[[ Exercise data, beginning ]]

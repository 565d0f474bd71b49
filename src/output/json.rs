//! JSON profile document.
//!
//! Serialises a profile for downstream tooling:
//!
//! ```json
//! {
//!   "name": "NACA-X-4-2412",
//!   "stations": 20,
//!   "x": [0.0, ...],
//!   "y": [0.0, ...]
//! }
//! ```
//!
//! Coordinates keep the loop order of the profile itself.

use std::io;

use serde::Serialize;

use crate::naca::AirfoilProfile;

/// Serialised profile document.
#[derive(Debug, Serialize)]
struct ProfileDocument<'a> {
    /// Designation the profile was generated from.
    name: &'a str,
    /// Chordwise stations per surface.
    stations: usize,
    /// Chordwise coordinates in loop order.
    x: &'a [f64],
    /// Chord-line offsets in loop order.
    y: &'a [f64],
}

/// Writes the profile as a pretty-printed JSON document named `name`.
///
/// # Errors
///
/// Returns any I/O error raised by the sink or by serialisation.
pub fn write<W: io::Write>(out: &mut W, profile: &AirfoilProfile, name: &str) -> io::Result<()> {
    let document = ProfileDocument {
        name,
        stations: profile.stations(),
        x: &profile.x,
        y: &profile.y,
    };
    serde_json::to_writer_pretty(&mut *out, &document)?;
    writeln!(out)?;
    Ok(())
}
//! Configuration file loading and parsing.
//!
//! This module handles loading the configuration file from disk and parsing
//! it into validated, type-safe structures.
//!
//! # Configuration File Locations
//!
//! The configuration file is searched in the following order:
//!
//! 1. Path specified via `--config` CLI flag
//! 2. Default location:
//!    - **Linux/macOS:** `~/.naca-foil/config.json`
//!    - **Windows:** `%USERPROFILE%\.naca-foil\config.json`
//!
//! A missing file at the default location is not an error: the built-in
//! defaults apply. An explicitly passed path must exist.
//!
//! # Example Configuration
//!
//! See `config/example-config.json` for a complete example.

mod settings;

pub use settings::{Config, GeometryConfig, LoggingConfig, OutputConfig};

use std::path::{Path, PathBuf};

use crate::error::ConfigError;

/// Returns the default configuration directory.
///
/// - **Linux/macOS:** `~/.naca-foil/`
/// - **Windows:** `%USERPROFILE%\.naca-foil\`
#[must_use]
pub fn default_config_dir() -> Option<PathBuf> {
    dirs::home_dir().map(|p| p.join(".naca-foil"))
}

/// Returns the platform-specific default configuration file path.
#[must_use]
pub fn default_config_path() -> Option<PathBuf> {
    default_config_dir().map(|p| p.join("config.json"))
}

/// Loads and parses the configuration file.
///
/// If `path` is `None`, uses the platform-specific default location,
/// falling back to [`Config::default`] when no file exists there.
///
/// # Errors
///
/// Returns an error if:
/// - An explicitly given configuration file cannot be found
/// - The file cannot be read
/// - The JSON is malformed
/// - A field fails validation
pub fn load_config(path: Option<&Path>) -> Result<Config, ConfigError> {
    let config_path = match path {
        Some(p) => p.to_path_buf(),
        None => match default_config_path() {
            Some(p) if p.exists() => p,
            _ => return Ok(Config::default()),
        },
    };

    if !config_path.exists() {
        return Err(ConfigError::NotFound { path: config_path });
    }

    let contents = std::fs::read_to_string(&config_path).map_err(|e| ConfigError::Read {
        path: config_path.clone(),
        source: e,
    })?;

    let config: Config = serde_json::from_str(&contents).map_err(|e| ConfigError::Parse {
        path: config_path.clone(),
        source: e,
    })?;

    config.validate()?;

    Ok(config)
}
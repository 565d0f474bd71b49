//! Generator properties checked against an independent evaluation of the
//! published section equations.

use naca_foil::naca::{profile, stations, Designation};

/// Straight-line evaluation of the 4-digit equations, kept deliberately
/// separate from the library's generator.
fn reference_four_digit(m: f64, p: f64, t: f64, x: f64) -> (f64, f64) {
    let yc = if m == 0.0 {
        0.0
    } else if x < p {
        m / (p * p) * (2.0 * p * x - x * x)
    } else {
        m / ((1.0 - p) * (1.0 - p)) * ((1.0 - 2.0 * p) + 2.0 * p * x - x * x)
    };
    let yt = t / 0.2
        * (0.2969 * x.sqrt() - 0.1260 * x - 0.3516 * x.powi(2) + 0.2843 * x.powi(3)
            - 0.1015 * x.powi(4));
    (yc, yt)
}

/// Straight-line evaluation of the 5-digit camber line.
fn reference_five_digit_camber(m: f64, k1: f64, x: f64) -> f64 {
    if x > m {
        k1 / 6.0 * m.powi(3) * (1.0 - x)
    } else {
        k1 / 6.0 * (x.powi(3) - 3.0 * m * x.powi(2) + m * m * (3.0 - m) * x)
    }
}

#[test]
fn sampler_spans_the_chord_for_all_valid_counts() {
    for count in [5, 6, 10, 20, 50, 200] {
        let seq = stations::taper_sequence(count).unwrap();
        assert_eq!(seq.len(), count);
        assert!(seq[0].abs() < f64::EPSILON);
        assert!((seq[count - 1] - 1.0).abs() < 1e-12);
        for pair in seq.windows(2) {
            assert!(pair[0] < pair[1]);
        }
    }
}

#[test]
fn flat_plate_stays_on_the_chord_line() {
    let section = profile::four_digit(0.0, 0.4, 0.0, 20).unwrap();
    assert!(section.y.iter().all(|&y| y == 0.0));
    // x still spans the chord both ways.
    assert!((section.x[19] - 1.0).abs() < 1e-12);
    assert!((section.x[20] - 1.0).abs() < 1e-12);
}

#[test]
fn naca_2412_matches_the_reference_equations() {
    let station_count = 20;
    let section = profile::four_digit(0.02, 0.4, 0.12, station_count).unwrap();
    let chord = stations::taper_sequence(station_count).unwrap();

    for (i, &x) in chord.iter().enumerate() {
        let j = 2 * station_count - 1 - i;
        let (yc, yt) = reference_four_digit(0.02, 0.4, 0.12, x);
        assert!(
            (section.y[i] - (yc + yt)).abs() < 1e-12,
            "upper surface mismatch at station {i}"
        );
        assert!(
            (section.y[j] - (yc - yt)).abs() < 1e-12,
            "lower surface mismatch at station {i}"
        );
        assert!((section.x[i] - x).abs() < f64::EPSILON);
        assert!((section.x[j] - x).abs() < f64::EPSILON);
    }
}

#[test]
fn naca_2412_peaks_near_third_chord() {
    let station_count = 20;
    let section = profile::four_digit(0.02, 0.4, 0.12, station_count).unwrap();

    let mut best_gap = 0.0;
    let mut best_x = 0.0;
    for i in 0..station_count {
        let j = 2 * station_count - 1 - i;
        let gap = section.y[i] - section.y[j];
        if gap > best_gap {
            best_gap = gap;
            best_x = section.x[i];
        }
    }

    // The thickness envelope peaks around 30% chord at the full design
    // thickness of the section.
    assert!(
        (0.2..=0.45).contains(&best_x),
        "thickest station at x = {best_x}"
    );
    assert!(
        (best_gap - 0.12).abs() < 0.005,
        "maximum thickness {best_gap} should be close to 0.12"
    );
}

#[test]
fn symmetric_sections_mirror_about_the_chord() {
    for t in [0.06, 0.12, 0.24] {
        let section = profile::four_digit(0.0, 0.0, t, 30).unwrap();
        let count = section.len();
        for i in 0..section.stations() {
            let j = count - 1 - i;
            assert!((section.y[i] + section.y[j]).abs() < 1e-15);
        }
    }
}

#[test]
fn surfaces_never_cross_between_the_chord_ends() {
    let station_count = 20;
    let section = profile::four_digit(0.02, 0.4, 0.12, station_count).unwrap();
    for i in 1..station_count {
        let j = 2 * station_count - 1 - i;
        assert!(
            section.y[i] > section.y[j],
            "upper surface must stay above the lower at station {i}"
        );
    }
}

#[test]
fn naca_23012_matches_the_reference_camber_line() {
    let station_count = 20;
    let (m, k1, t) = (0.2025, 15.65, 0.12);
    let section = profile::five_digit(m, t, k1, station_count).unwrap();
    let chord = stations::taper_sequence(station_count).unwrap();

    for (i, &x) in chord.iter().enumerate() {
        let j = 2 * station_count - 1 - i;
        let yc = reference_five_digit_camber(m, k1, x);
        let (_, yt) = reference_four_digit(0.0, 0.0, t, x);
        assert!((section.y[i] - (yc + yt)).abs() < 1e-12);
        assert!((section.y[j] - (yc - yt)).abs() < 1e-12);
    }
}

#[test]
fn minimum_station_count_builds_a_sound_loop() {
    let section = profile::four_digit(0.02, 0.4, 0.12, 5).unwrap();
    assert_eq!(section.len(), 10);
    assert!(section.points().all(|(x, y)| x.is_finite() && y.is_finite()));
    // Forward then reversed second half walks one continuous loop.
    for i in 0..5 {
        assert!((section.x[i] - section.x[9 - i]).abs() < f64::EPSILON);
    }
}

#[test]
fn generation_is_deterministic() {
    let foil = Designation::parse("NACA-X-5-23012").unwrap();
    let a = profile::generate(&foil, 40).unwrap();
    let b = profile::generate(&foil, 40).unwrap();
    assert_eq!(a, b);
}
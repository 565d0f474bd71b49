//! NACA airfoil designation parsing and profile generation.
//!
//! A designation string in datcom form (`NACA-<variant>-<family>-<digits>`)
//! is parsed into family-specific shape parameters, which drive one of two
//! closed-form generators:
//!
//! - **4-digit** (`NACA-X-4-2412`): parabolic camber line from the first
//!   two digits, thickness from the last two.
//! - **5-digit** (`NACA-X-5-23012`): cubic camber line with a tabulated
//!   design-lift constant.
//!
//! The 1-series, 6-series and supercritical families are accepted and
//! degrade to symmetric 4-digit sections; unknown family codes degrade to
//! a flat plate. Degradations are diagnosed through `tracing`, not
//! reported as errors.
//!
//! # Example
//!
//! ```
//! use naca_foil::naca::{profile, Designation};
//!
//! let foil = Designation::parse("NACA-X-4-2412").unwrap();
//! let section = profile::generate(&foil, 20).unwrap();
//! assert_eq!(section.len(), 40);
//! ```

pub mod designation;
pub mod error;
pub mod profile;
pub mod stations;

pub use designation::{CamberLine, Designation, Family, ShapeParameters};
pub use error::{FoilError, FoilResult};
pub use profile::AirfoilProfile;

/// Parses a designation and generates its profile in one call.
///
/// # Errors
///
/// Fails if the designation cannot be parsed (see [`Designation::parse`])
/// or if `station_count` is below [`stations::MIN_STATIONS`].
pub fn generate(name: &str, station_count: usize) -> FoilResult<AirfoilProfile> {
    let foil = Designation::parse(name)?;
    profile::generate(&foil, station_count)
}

[[ Exercise data, end ]]

From the first line of the data above to the line holding "pub fn write<W: io::Write>(out: &mut", reproduce each line exactly; emit no other lines.

repository 565d0f474bd71b49
filename src/output/json.rs
//! JSON profile document.
//!
//! Serialises a profile for downstream tooling:
//!
//! ```json
//! {
//!   "name": "NACA-X-4-2412",
//!   "stations": 20,
//!   "x": [0.0, ...],
//!   "y": [0.0, ...]
//! }
//! ```
//!
//! Coordinates keep the loop order of the profile itself.

use std::io;

use serde::Serialize;

use crate::naca::AirfoilProfile;

/// Serialised profile document.
#[derive(Debug, Serialize)]
struct ProfileDocument<'a> {
    /// Designation the profile was generated from.
    name: &'a str,
    /// Chordwise stations per surface.
    stations: usize,
    /// Chordwise coordinates in loop order.
    x: &'a [f64],
    /// Chord-line offsets in loop order.
    y: &'a [f64],
}

/// Writes the profile as a pretty-printed JSON document named `name`.
///
/// # Errors
///
/// Returns any I/O error raised by the sink or by serialisation.
pub fn write<W: io::Write>(out: &mut W, profile: &AirfoilProfile, name: &str) -> io::Result<()> {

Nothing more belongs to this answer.